Take a breath. How much did your ribcage move, and where? Take another breath, this time without moving your ribs quite as much. The unpleasant, hard-to-breathe sensation? That’s what restricted rib motion feels like, whether the restrictions are from connective tissue constriction, pain, posture, or habit.
Since we take approximately 24,000 breaths in a day, even small changes in our respiratory efficiency will have cumulative and far-reaching body-mind effects. Fortunately, this multiplying effect works both ways: not only can breath resections make us feel bad, but even small, incremental improvements in rib freedom can improve well-being on many levels.
Restricted rib motion can arise from the usual things that cause us to lose mobility: stress, postural and habitual stance, inactivity, disease, pain, or injury. No matter what the cause, skilled hands-on work can be an effective way to help re-establish lost motion. I’ll discuss four techniques for restoring ribcage mobility, taken from Advanced-Trainings.com’s Advanced Myofascial Techniques series. We’ll begin with the back.
Your work with rib restrictions will be more effective if you take time to release the larger, more superficial rib structures first. Within the erector spinae group, the iliocostalis and longissimus thoracis connect ribs to other structures and will restrict breath mobility when tight (and both connective tissue tightness and high muscle tone are common here). You will also find it easier to assess the movement of the ribs themselves in the subsequent techniques if you release the erector spinae group first.
The forearm tool (Image 2) is an effective way to work with the erectors.
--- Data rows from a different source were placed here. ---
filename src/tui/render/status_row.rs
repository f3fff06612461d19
use ratatui::Frame;
use ratatui::layout::Rect;
use ratatui::style::{Modifier, Style};
use ratatui::text::{Line, Span};
use ratatui::widgets::Paragraph;

use crate::ops::session::EditSession;
use crate::tui::app::App;
use crate::util::unicode;

/// Render the status row (bottom of screen): mode, selection, pending
/// requests, then the latest notice and how many sit behind it. Key hints sit at the right edge.
pub fn render_status_row(frame: &mut Frame, app: &App, area: Rect) {
    let bg = app.theme.background;
    let width = area.width as usize;

    let mode = match app.state.session {
        EditSession::Viewing(_) => "VIEW",
        EditSession::Editing(_) => "EDIT",
        EditSession::Saving { .. } => "SAVE",
    };
    let mut spans = vec![Span::styled(
        format!(" {} ", mode),
        Style::default()
            .fg(bg)
            .bg(app.theme.highlight)
            .add_modifier(Modifier::BOLD),
    )];

    let selection = app.state.selection.current();
    let scope = if selection.is_empty() {
        "all notes".to_string()
    } else {
        selection
            .iter()
            .map(|t| format!("#{}", t))
            .collect::<Vec<_>>()
            .join(" ")
    };
    spans.push(Span::styled(
        format!(" {}", scope),
        Style::default().fg(app.theme.cyan).bg(bg),
    ));

    if app.pending > 0 {
        spans.push(Span::styled(
            format!("  \u{21BB}{}", app.pending),
            Style::default().fg(app.theme.yellow).bg(bg),
        ));
    }

    let notices = app.state.notices();
    if let Some(notice) = notices.last() {
        spans.push(Span::styled(
            format!("  {}", notice.message),
            Style::default()
                .fg(app.theme.notice_color(notice.severity))
                .bg(bg),
        ));
        // older notices are still there until dismissed with x
        if notices.len() > 1 {
            spans.push(Span::styled(
                format!(" (+{})", notices.len() - 1),
                Style::default().fg(app.theme.dim).bg(bg),
            ));
        }
    }

    let hint = match (app.show_key_hints, app.is_editing()) {
        (false, _) => "",
        (true, true) => "Esc save  ^X cancel  ^N new  ^D delete",
        (true, false) => "? help  e edit  n new  d delete  q quit",
    };
    let content_width: usize = spans
        .iter()
        .map(|s| unicode::display_width(&s.content))
        .sum();
    let hint_width = hint.chars().count();
    if !hint.is_empty() && content_width + hint_width < width {
        let padding = width - content_width - hint_width;
        spans.push(Span::styled(" ".repeat(padding), Style::default().bg(bg)));
        spans.push(Span::styled(hint, Style::default().fg(app.theme.dim).bg(bg)));
    }

    frame.render_widget(
        Paragraph::new(Line::from(spans)).style(Style::default().bg(bg)),
        area,
    );
}

#[cfg(test)]
mod tests {
    use super::*;
    use crate::tui::render::test_helpers::*;

    fn render(app: &App) -> String {
        render_to_string(TERM_W, 1, |frame, area| render_status_row(frame, app, area))
    }

    #[test]
    fn shows_mode_and_scope() {
        let (app, _api) = demo_app();
        insta::assert_snapshot!(render(&app), @" VIEW  all notes");
    }

    #[test]
    fn shows_selection_and_latest_notice() {
        let (mut app, mut api) = demo_app();
        let requests = app.state.toggle_tag("work");
        app.send(requests);
        settle(&mut app, &mut api);
        let requests = app.state.delete_note();
        app.send(requests);
        let out = render(&app);
        assert!(out.contains("#work"));
        assert!(out.contains("no note open"));
    }

    #[test]
    fn stacked_notices_show_a_count_until_dismissed() {
        let (mut app, _api) = demo_app();
        app.state.delete_note();
        app.state.delete_note();
        app.state.delete_note();
        assert!(render(&app).contains("no note open (+2)"));

        app.state.dismiss_notices();
        app.state.delete_note();
        let out = render(&app);
        assert!(out.contains("no note open"));
        assert!(!out.contains("(+"));
    }

    #[test]
    fn pending_count_and_hints() {
        let (mut app, _api) = demo_app();
        app.pending = 2;
        app.show_key_hints = true;
        let out = render(&app);
        assert!(out.contains("\u{21BB}2"));
        assert!(out.ends_with("q quit"));
    }
}
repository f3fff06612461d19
pub mod unicode;
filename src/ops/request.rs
use indexmap::IndexMap;

use crate::io::api::{ApiError, NotesApi};
use crate::model::{NoteContent, NoteDraft, NoteId, TitleEntry};

/// Which tag listing a request asks for.
#[derive(Debug, Clone, PartialEq, Eq)]
pub enum TagScope {
    /// Every tag, unfiltered
    All,
    /// Tags co-occurring with this selection
    Related(Vec<String>),
}

/// A backend call the client state wants made.
#[derive(Debug, Clone, PartialEq, Eq)]
pub enum Request {
    ListTags(TagScope),
    ListTitles(Vec<String>),
    GetNote(NoteId),
    SaveNote(NoteDraft),
    DeleteNote(NoteId),
}

#[derive(Debug, Clone, PartialEq, Eq)]
pub enum Response {
    Tags(IndexMap<String, u64>),
    Titles(Vec<TitleEntry>),
    Note(NoteContent),
    Saved(NoteId),
    Deleted,
}

/// A finished request and what came back.
#[derive(Debug)]
pub struct Reply {
    pub request: Request,
    pub result: Result<Response, ApiError>,
}

impl Reply {
    pub fn ok(request: Request, response: Response) -> Self {
        Reply {
            request,
            result: Ok(response),
        }
    }

    pub fn err(request: Request, error: ApiError) -> Self {
        Reply {
            request,
            result: Err(error),
        }
    }
}

impl Request {
    pub fn is_mutation(&self) -> bool {
        matches!(self, Request::SaveNote(_) | Request::DeleteNote(_))
    }

    /// Short human label, used in notices and logs.
    pub fn describe(&self) -> String {
        match self {
            Request::ListTags(TagScope::All) => "list tags".to_string(),
            Request::ListTags(TagScope::Related(_)) => "list related tags".to_string(),
            Request::ListTitles(_) => "list titles".to_string(),
            Request::GetNote(id) => format!("open note {}", id),
            Request::SaveNote(draft) => match &draft.id {
                Some(id) => format!("save note {}", id),
                None => "create note".to_string(),
            },
            Request::DeleteNote(id) => format!("delete note {}", id),
        }
    }

    /// Perform the call against `api`.
    pub fn execute(&self, api: &mut dyn NotesApi) -> Result<Response, ApiError> {
        match self {
            Request::ListTags(TagScope::All) => api.list_tags(None).map(Response::Tags),
            Request::ListTags(TagScope::Related(selection)) => {
                api.list_tags(query(selection)).map(Response::Tags)
            }
            Request::ListTitles(selection) => api.list_titles(query(selection)).map(Response::Titles),
            Request::GetNote(id) => api.get_note(id).map(Response::Note),
            Request::SaveNote(draft) => api.save_note(draft).map(Response::Saved),
            Request::DeleteNote(id) => api.delete_note(id).map(|_| Response::Deleted),
        }
    }

    /// Perform the call and wrap the outcome as a [`Reply`].
    pub fn run(self, api: &mut dyn NotesApi) -> Reply {
        let result = self.execute(api);
        Reply {
            request: self,
            result,
        }
    }
}

/// An empty selection goes out as `null`: no filter.
pub fn query(selection: &[String]) -> Option<&[String]> {
    if selection.is_empty() {
        None
    } else {
        Some(selection)
    }
}

#[cfg(test)]
mod tests {
    use super::*;
    use crate::io::memory::MemoryApi;

    #[test]
    fn empty_selection_is_unfiltered() {
        let mut api = MemoryApi::demo();
        let all = Request::ListTitles(vec![]).run(&mut api);
        match all.result.unwrap() {
            Response::Titles(titles) => assert_eq!(titles.len(), 4),
            other => panic!("unexpected {:?}", other),
        }
    }

    #[test]
    fn mutations_are_flagged() {
        assert!(Request::DeleteNote(NoteId::from("1")).is_mutation());
        assert!(!Request::ListTitles(vec![]).is_mutation());
        assert!(!Request::GetNote(NoteId::from("1")).is_mutation());
    }

    #[test]
    fn describe_names_the_note() {
        assert_eq!(Request::GetNote(NoteId::from("7")).describe(), "open note 7");
        let create = Request::SaveNote(NoteDraft {
            id: None,
            title: String::new(),
            body: "x".into(),
            tags: vec![],
        });
        assert_eq!(create.describe(), "create note");
    }
}
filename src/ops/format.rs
//! Conversions between the three forms a note body takes.
//!
//! - **storage**: what the backend keeps. Plain text, `\n` line breaks.
//! - **display**: what the note pane shows. Markup-escaped text with `<br>`
//!   line breaks.
//! - **edit**: what the editor holds. Plain text, `\n` line breaks.
//!
//! Going to display, `&` becomes `&amp;` and `<` becomes `&lt;` before line
//! breaks become `<br>`, so a literal `<br>` typed by the user is shown as
//! text and comes back unchanged. Coming from display, any spelling of a
//! break tag (`<br>`, `<br/>`, `<br />`, `</br>`, any case) becomes `\n`,
//! then the two entities are unescaped.

use std::sync::LazyLock;

use regex::Regex;

/// Line-break markup in display form
pub const BREAK: &str = "<br>";

static BREAK_TAG: LazyLock<Regex> =
    LazyLock::new(|| Regex::new(r"(?i)</?br\s*/?>").expect("valid break-tag pattern"));

/// Backend text to display markup.
pub fn storage_to_display(stored: &str) -> String {
    to_display(&normalize_newlines(stored))
}

/// Display markup back to backend text.
pub fn display_to_storage(display: &str) -> String {
    from_display(display)
}

/// Display markup to editor text.
pub fn display_to_edit(display: &str) -> String {
    from_display(display)
}

/// Editor text to display markup.
pub fn edit_to_display(edit: &str) -> String {
    to_display(&normalize_newlines(edit))
}

/// Editor text to backend text.
pub fn edit_to_storage(edit: &str) -> String {
    normalize_newlines(edit)
}

/// Split display markup into the plain lines it shows.
pub fn display_lines(display: &str) -> Vec<String> {
    display_to_edit(display)
        .split('\n')
        .map(str::to_string)
        .collect()
}

fn to_display(plain: &str) -> String {
    let mut out = String::with_capacity(plain.len());
    for c in plain.chars() {
        match c {
            '&' => out.push_str("&amp;"),
            '<' => out.push_str("&lt;"),
            '\n' => out.push_str(BREAK),
            c => out.push(c),
        }
    }
    out
}

fn from_display(display: &str) -> String {
    let broken = BREAK_TAG.replace_all(display, "\n");
    // &amp; last, so "&amp;lt;" decodes to "&lt;" and not "<"
    broken.replace("&lt;", "<").replace("&amp;", "&")
}

fn normalize_newlines(text: &str) -> String {
    text.replace("\r\n", "\n").replace('\r', "\n")
}

/// Split editor text on the first line break into (title, body).
pub fn split_title(edit: &str) -> (String, String) {
    match edit.split_once('\n') {
        Some((title, body)) => (title.trim_end().to_string(), body.to_string()),
        None => (edit.trim_end().to_string(), String::new()),
    }
}

/// Join title and body into editor text: title on line 1, body from line 2.
pub fn join_title(title: &str, body: &str) -> String {
    format!("{}\n{}", title, body)
}
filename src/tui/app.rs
use std::io;
use std::time::Duration;

use crossterm::event::{self, DisableBracketedPaste, EnableBracketedPaste, Event, KeyEventKind};
use crossterm::execute;
use crossterm::terminal::{
    EnterAlternateScreen, LeaveAlternateScreen, disable_raw_mode, enable_raw_mode,
};
use ratatui::Terminal;
use ratatui::backend::CrosstermBackend;
use tracing::{debug, info};

use crate::io::api::connect;
use crate::io::worker::Worker;
use crate::model::config::ClientConfig;
use crate::ops::client::ClientState;
use crate::ops::request::{Reply, Request};

use super::input;
use super::render;
use super::theme::Theme;

/// Which pane has keyboard focus
#[derive(Debug, Clone, Copy, PartialEq, Eq)]
pub enum Pane {
    Tags,
    Titles,
    Note,
}

impl Pane {
    pub fn next(self) -> Pane {
        match self {
            Pane::Tags => Pane::Titles,
            Pane::Titles => Pane::Note,
            Pane::Note => Pane::Tags,
        }
    }

    pub fn prev(self) -> Pane {
        match self {
            Pane::Tags => Pane::Note,
            Pane::Titles => Pane::Tags,
            Pane::Note => Pane::Titles,
        }
    }
}

/// Cursor inside the edit buffer: line index and byte offset within that line
#[derive(Debug, Clone, Copy, Default, PartialEq, Eq)]
pub struct EditCursor {
    pub line: usize,
    pub col: usize,
}

/// Main application state
pub struct App {
    pub state: ClientState,
    pub theme: Theme,
    pub focus: Pane,
    pub should_quit: bool,
    /// Help overlay visible
    pub show_help: bool,
    pub show_key_hints: bool,
    /// Cursor in the tag pane
    pub tag_cursor: usize,
    /// Cursor in the title pane
    pub title_cursor: usize,
    /// First visible row of the note pane
    pub note_scroll: usize,
    pub edit_cursor: EditCursor,
    /// Requests produced by handlers, waiting for the worker
    outbox: Vec<Request>,
    /// Number of requests the worker has not answered yet
    pub pending: usize,
    /// A save landed; move the title cursor onto the open note once the
    /// refreshed list lists it
    follow_open_note: bool,
}

impl App {
    pub fn new(theme: Theme) -> Self {
        App {
            state: ClientState::new(),
            theme,
            focus: Pane::Tags,
            should_quit: false,
            show_help: false,
            show_key_hints: false,
            tag_cursor: 0,
            title_cursor: 0,
            note_scroll: 0,
            edit_cursor: EditCursor::default(),
            outbox: Vec::new(),
            pending: 0,
            follow_open_note: false,
        }
    }

    pub fn from_config(config: &ClientConfig) -> Self {
        let mut app = App::new(Theme::from_config(&config.ui));
        app.show_key_hints = config.ui.show_key_hints;
        app
    }

    /// Queue requests for the worker.
    pub fn send(&mut self, requests: Vec<Request>) {
        self.outbox.extend(requests);
    }

    pub fn take_outbox(&mut self) -> Vec<Request> {
        std::mem::take(&mut self.outbox)
    }

    pub fn outbox(&self) -> &[Request] {
        &self.outbox
    }

    /// Fold a finished request into state and queue its follow-ups.
    pub fn receive(&mut self, reply: Reply) {
        let was_editing = self.state.session.is_editing();
        let saved = matches!(reply.request, Request::SaveNote(_)) && reply.result.is_ok();
        let titles = matches!(reply.request, Request::ListTitles(_));
        let more = self.state.apply_reply(reply);
        self.send(more);
        if !was_editing && self.state.session.is_editing() {
            // failed save: the editor comes back, cursor stays where it was
            self.clamp_edit_cursor();
        }
        self.follow_open_note |= saved;
        if titles && self.follow_open_note {
            self.cursor_to_open_note();
        }
        self.clamp_cursors();
    }

    fn cursor_to_open_note(&mut self) {
        let Some(id) = self.state.session.open_id() else {
            return;
        };
        if let Some(row) = self.state.titles.position(id) {
            self.title_cursor = row;
            self.follow_open_note = false;
        }
    }

    /// Keep list cursors inside their lists.
    pub fn clamp_cursors(&mut self) {
        let tags = self.state.selection.tags().len();
        self.tag_cursor = self.tag_cursor.min(tags.saturating_sub(1));
        let titles = self.state.titles.len();
        self.title_cursor = self.title_cursor.min(titles.saturating_sub(1));
    }

    pub fn clamp_edit_cursor(&mut self) {
        let Some(buffer) = self.state.session.buffer() else {
            self.edit_cursor = EditCursor::default();
            return;
        };
        let lines: Vec<&str> = buffer.split('\n').collect();
        let line = self.edit_cursor.line.min(lines.len().saturating_sub(1));
        let len = lines.get(line).map_or(0, |l| l.len());
        self.edit_cursor = EditCursor {
            line,
            col: self.edit_cursor.col.min(len),
        };
    }

    /// Place the cursor for a fresh edit: end of the title line for an
    /// existing note, start of the (blank) title for a new one.
    pub fn reset_edit_cursor(&mut self) {
        let title_len = self
            .state
            .session
            .buffer()
            .and_then(|b| b.split('\n').next())
            .map_or(0, str::len);
        self.edit_cursor = EditCursor {
            line: 0,
            col: title_len,
        };
        self.note_scroll = 0;
    }

    pub fn is_editing(&self) -> bool {
        self.state.session.is_editing()
    }
}

/// Run the TUI application
pub fn run(config: &ClientConfig, demo: bool) -> Result<(), Box<dyn std::error::Error>> {
    let api = connect(config, demo)?;
    let mut worker = Worker::spawn(api)?;

    let mut app = App::from_config(config);
    let start = app.state.start();
    app.send(start);
    info!(server = %config.server.base_url, demo, "starting notes browser");

    // Setup terminal
    enable_raw_mode()?;
    let mut stdout = io::stdout();
    execute!(stdout, EnterAlternateScreen, EnableBracketedPaste)?;
    let backend = CrosstermBackend::new(stdout);
    let mut terminal = Terminal::new(backend)?;
    terminal.clear()?;

    // Install panic hook to restore terminal on panic
    let original_hook = std::panic::take_hook();
    std::panic::set_hook(Box::new(move |panic_info| {
        let _ = disable_raw_mode();
        let _ = execute!(io::stdout(), DisableBracketedPaste, LeaveAlternateScreen);
        original_hook(panic_info);
    }));

    let result = run_event_loop(&mut terminal, &mut app, &mut worker);

    // Restore terminal
    disable_raw_mode()?;
    execute!(
        terminal.backend_mut(),
        DisableBracketedPaste,
        LeaveAlternateScreen
    )?;
    terminal.show_cursor()?;

    result
}

fn run_event_loop(
    terminal: &mut Terminal<CrosstermBackend<io::Stdout>>,
    app: &mut App,
    worker: &mut Worker,
) -> Result<(), Box<dyn std::error::Error>> {
    loop {
        let outgoing = app.take_outbox();
        if !outgoing.is_empty() {
            debug!(count = outgoing.len(), "submitting requests");
            worker.submit(outgoing);
        }
        for reply in worker.poll() {
            app.receive(reply);
        }
        app.pending = worker.in_flight() + app.outbox().len();

        terminal.draw(|frame| render::render(frame, app))?;

        if event::poll(Duration::from_millis(50))? {
            match event::read()? {
                Event::Key(key) if key.kind == KeyEventKind::Press => {
                    input::handle_key(app, key);
                }
                Event::Paste(text) => input::handle_paste(app, &text),
                _ => {}
            }
        }

        if app.should_quit {
            break;
        }
    }
    Ok(())
}

#[cfg(test)]
mod tests {
    use super::*;
    use crate::io::memory::MemoryApi;
    use crate::model::NoteId;
    use crate::tui::render::test_helpers::settle;

    #[test]
    fn pane_focus_cycles() {
        assert_eq!(Pane::Tags.next(), Pane::Titles);
        assert_eq!(Pane::Note.next(), Pane::Tags);
        assert_eq!(Pane::Tags.prev(), Pane::Note);
    }

    #[test]
    fn cursors_follow_shrinking_lists() {
        let mut api = MemoryApi::demo();
        let mut app = App::new(Theme::default());
        let start = app.state.start();
        app.send(start);
        settle(&mut app, &mut api);
        app.title_cursor = 3;

        let requests = app.state.toggle_tag("work");
        app.send(requests);
        settle(&mut app, &mut api);
        assert_eq!(app.state.titles.len(), 2);
        assert_eq!(app.title_cursor, 1);
    }

    #[test]
    fn saved_new_note_takes_the_title_cursor() {
        let mut api = MemoryApi::demo();
        let mut app = App::new(Theme::default());
        let start = app.state.start();
        app.send(start);
        settle(&mut app, &mut api);

        app.state.new_note();
        app.state.session.buffer_mut().unwrap().insert_str(0, "Fresh");
        let requests = app.state.blur();
        app.send(requests);
        settle(&mut app, &mut api);

        let under_cursor = app.state.titles.get(app.title_cursor).unwrap();
        assert_eq!(under_cursor.id, NoteId::from("5"));
    }

    #[test]
    fn edit_cursor_starts_after_title() {
        let mut api = MemoryApi::demo();
        let mut app = App::new(Theme::default());
        let requests = app.state.open_note(NoteId::from("3"));
        app.send(requests);
        settle(&mut app, &mut api);
        app.state.begin_edit();
        app.reset_edit_cursor();
        assert_eq!(app.edit_cursor, EditCursor { line: 0, col: 13 });
    }
}
pub mod help_overlay;
pub mod note_view;
pub mod status_row;
pub mod tags_view;
pub mod titles_view;

#[cfg(test)]
pub mod test_helpers;

use ratatui::Frame;
use ratatui::layout::{Constraint, Direction, Layout, Rect};
use ratatui::style::{Modifier, Style};
use ratatui::text::Span;
use ratatui::widgets::{Block, Borders};

use super::app::{App, Pane};
use crate::util::unicode;

/// Draw the whole screen: three panes, the status row, help on top.
pub fn render(frame: &mut Frame, app: &App) {
    let area = frame.area();

    // Background fill
    let bg_style = Style::default().bg(app.theme.background);
    frame.render_widget(Block::default().style(bg_style), area);

    // Layout: panes | status row (1 row)
    let rows = Layout::default()
        .direction(Direction::Vertical)
        .constraints([Constraint::Min(1), Constraint::Length(1)])
        .split(area);

    let panes = Layout::default()
        .direction(Direction::Horizontal)
        .constraints([
            Constraint::Percentage(22),
            Constraint::Percentage(30),
            Constraint::Min(10),
        ])
        .split(rows[0]);

    tags_view::render_tags_view(frame, app, panes[0]);
    titles_view::render_titles_view(frame, app, panes[1]);
    note_view::render_note_view(frame, app, panes[2]);

    if app.show_help {
        help_overlay::render_help_overlay(frame, app, area);
    }

    status_row::render_status_row(frame, app, rows[1]);
}

/// Bordered block for a pane; the focused pane gets the highlight border.
pub(super) fn pane_block<'a>(app: &App, pane: Pane, title: String) -> Block<'a> {
    let focused = app.focus == pane;
    let border = if focused {
        app.theme.selection_border
    } else {
        app.theme.dim
    };
    let title_style = if focused {
        Style::default()
            .fg(app.theme.text_bright)
            .add_modifier(Modifier::BOLD)
    } else {
        Style::default().fg(app.theme.text)
    };
    Block::default()
        .borders(Borders::ALL)
        .border_style(Style::default().fg(border).bg(app.theme.background))
        .title(Span::styled(title, title_style))
        .style(Style::default().bg(app.theme.background))
}

/// First row to show so that `cursor` stays visible in `height` rows.
pub(super) fn scroll_for(cursor: usize, height: usize) -> usize {
    if height == 0 {
        return 0;
    }
    cursor.saturating_sub(height - 1)
}

/// Pad a row of spans with `style` out to `width` cells.
pub(super) fn pad_spans<'a>(spans: &mut Vec<Span<'a>>, width: usize, style: Style) {
    let used: usize = spans
        .iter()
        .map(|s| unicode::display_width(&s.content))
        .sum();
    if used < width {
        spans.push(Span::styled(" ".repeat(width - used), style));
    }
}

/// The inner area of a bordered pane.
pub(super) fn inner(area: Rect) -> Rect {
    Block::default().borders(Borders::ALL).inner(area)
}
Without using oil (which would eliminate the slight friction necessary to differentiate individual layers), use your forearm to apply a bit of caudal (downward) pressure on the erectors, feeling for their lateral edge.
At first, feel for variations tissue density, rather than attempting to release or change anything. Keep your other, non-working hand on your client, close to your forearm. This will help your body position be more stable and give you a bigger “footprint” in your client’s awareness, which will help him or her to relax into your touch.
Allow the slow relaxation of the tissue to set the pace for your gradual gliding movement down the back. Begin with moderate pressure, to prepare and warm up the superficial layers. Once they’ve released, on your successive passes feel deeper into the back’s myofascia, working slowly, layer by layer. You might ask your client to gently let the breath expand under your touch, releasing from the inside the same places you’re working from the outside. Work the entire length of the erectors but be extra-sensitive over the lower floating ribs and the lumbars.
One of the most commonly overlooked places that ribs lose mobility is at the costovertebral joints, where the ribs articulate with the spine. Deep to the erectors, the area around these key joints is filled with ligaments and small muscles, which when shortened or hard, can bind the ribs and vertebrae together into an immobile mass. Free costovertebral joints allow the ribs to change their angle in relation to the spine, lifting with inhalation, and dropping with exhalation. Since the costovertebral joints are obliquely arranged, with the rib lying anterolateral to the transverse processes of the vertebra (Image 3), these joints also allow a small amount of anterior rib movement as well; this anterior movement is an indicator of freedom at this joint.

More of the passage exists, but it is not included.